Midrange Storage Architecture

Midrange Storage Architecture

These systems typically have dual storage processors, each with cache memory and each with connections to all disks (disks are dual-ported).  In case a storage processor goes down, it would lose it’s cache contents and this could result in serious data corruption. Therefore modern mid-range architectures mirror (at least) the write cache to the other system. Now if a node goes down, the dirty cache slots are flushed out by the surviving node. Technically, from that moment on, the surviving processor may no longer keep written data in cache, because if it would go down as well, you would still have data corruption. EMC goes a bit further by the way, by keeping the mirrored cache alive even if the owning storage processor has died. I believe some storage vendors, who prefer getting good performance benchmark results over keeping customers’ data consistent, allow write caching even if cache mirroring no longer works. This, in my opinion, is pretty dangerous, but probably nobody will notice because Murphy is asleep anyway and the chance of the second processor going down is astronomically low (yeah right).
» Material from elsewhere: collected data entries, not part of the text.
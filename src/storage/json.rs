//! JSON snapshot files
//!
//! Snapshots are written to a temporary file in the target directory, synced,
//! and renamed over the target, so the previous snapshot stays intact until the
//! new one is complete.

use crate::model::Entity;
use crate::storage::traits::{CheckpointStore, StorageError, StorageResult};
use crate::storage::ResultStore;
use serde::de::DeserializeOwned;
use serde::Serialize;
use std::fs;
use std::io::Write;
use std::path::{Path, PathBuf};
use tempfile::NamedTempFile;

/// Reads and deserializes a JSON file
pub fn read_json<T: DeserializeOwned>(path: &Path) -> StorageResult<T> {
    let content = fs::read_to_string(path).map_err(|e| StorageError::Read {
        path: path.display().to_string(),
        source: e,
    })?;
    serde_json::from_str(&content).map_err(|e| StorageError::Json {
        path: path.display().to_string(),
        source: e,
    })
}

/// Serializes `value` as pretty JSON and atomically replaces `path`
pub fn write_json_atomic<T: Serialize + ?Sized>(path: &Path, value: &T) -> StorageResult<()> {
    let write_error = |e: std::io::Error| StorageError::Write {
        path: path.display().to_string(),
        source: e,
    };

    let dir = match path.parent() {
        Some(parent) if !parent.as_os_str().is_empty() => parent,
        _ => Path::new("."),
    };
    fs::create_dir_all(dir).map_err(write_error)?;

    let mut tmp = NamedTempFile::new_in(dir).map_err(write_error)?;
    serde_json::to_writer_pretty(&mut tmp, value).map_err(|e| StorageError::Json {
        path: path.display().to_string(),
        source: e,
    })?;
    tmp.write_all(b"\n").map_err(write_error)?;
    tmp.flush().map_err(write_error)?;
    tmp.as_file().sync_all().map_err(write_error)?;

    tmp.persist(path).map_err(|e| write_error(e.error))?;
    Ok(())
}

/// Reads the catalog snapshot
pub fn load_entities(path: &Path) -> StorageResult<Vec<Entity>> {
    read_json(path)
}

/// Writes the catalog snapshot, replacing any previous one
pub fn save_entities(path: &Path, entities: &[Entity]) -> StorageResult<()> {
    write_json_atomic(path, entities)
}

/// Results checkpoint stored as a single JSON file
#[derive(Debug, Clone)]
pub struct JsonCheckpoint {
    path: PathBuf,
}

impl JsonCheckpoint {
    pub fn new(path: impl Into<PathBuf>) -> Self {
        Self { path: path.into() }
    }

    pub fn path(&self) -> &Path {
        &self.path
    }
}

impl CheckpointStore for JsonCheckpoint {
    fn load(&self) -> ResultStore {
        if !self.path.exists() {
            tracing::info!(
                "No checkpoint at {}, starting with empty results",
                self.path.display()
            );
            return ResultStore::new();
        }

        match read_json::<ResultStore>(&self.path) {
            Ok(results) => {
                tracing::info!(
                    "Loaded checkpoint with {} films and {} fans",
                    results.len(),
                    results.total_associates()
                );
                results
            }
            Err(e) => {
                tracing::error!("Error reading existing fans data: {}", e);
                ResultStore::new()
            }
        }
    }

    fn flush(&self, results: &ResultStore) -> StorageResult<()> {
        write_json_atomic(&self.path, results)?;
        tracing::debug!(
            "Checkpoint written to {} ({} films)",
            self.path.display(),
            results.len()
        );
        Ok(())
    }
}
In any case, each volume on the system is “owned” at any moment by one of the two storage processors. If the owning processor dies, the other one has to take over the access to its disks and provide the I/O access to the application host. The logical moving of a LUN from storage processor A to B is what EMC calls “trespassing”. Depending on the storage access protocol (iSCSI, Fibre Channel, NFS, etc) you need to configure for this or not. If the front-end, for example, talks iSCSI, all the surviving processor has to do is to move the MAC address, IP address and the connection “state”. The IP routers will take care of the rest and the host will (hopefully) never notice (except for a slight delay in I/O probably). For Fibre Channel it’s a bit more complicated – you need to have host awareness by using I/O multi-pathing software (such as EMC’s Powerpath) to allow for trespassing to happen successfully.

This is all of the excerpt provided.